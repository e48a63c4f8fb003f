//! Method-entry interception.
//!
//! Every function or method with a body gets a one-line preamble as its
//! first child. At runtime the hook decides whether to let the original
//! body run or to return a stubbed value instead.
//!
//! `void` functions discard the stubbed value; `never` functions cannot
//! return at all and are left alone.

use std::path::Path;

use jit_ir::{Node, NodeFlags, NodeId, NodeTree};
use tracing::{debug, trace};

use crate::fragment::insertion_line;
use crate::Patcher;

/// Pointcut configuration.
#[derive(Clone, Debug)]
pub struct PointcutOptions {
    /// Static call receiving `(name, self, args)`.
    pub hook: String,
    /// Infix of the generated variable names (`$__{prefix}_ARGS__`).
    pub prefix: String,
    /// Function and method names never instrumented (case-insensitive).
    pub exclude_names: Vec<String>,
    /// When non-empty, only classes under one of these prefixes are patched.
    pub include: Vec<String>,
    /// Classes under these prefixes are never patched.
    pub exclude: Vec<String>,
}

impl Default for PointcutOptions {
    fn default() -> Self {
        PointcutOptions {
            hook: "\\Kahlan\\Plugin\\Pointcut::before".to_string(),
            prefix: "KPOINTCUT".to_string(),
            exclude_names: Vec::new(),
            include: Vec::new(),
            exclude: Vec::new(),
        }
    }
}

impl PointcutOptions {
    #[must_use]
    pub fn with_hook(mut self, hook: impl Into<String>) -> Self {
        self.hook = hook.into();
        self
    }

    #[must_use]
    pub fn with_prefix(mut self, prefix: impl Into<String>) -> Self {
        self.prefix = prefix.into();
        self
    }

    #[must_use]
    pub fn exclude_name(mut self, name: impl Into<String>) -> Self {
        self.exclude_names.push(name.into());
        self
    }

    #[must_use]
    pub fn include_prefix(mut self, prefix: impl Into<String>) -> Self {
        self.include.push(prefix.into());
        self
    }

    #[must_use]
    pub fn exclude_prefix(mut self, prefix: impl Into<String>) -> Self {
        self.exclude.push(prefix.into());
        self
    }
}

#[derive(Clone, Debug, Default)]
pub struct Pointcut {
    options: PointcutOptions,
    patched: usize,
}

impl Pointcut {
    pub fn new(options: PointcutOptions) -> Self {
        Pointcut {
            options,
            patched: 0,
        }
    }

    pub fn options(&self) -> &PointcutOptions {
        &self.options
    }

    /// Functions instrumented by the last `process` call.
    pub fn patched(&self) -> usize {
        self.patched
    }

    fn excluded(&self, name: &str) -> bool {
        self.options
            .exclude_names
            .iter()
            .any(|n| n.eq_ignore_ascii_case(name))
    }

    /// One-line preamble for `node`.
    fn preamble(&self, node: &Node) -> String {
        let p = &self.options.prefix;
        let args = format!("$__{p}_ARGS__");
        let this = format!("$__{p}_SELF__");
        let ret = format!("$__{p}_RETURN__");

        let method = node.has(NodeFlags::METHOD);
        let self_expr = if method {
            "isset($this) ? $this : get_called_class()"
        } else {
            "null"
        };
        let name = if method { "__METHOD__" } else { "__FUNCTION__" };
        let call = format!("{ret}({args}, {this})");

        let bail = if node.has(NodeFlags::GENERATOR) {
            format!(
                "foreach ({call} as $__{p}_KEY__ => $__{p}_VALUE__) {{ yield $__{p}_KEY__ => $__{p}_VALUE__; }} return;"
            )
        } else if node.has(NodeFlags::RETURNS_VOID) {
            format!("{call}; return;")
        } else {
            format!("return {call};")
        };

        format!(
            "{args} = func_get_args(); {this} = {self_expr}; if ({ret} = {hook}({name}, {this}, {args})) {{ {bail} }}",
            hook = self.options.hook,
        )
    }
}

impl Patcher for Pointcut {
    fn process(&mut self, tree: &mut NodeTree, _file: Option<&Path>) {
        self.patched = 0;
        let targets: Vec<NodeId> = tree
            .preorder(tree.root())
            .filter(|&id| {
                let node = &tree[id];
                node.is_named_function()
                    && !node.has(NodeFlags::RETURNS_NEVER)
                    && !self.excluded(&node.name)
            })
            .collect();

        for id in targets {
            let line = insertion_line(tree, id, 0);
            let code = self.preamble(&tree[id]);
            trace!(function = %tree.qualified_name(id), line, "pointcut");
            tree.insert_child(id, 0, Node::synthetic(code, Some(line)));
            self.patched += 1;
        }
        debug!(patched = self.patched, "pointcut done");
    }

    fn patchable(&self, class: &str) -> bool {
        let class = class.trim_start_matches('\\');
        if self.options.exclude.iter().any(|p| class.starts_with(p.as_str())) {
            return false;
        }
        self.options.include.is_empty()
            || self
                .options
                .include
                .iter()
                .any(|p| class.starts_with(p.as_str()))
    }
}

- Goal of the exercise -
Output should match, line for line, the stretch of the material above from the line holding "let targets: Vec<NodeId> = tree" through the line holding "for id in targets".

- Your response -
        let targets: Vec<NodeId> = tree
            .preorder(tree.root())
            .filter(|&id| {
                let node = &tree[id];
                node.is_named_function()
                    && !node.has(NodeFlags::RETURNS_NEVER)
                    && !self.excluded(&node.name)
            })
            .collect();

        for id in targets {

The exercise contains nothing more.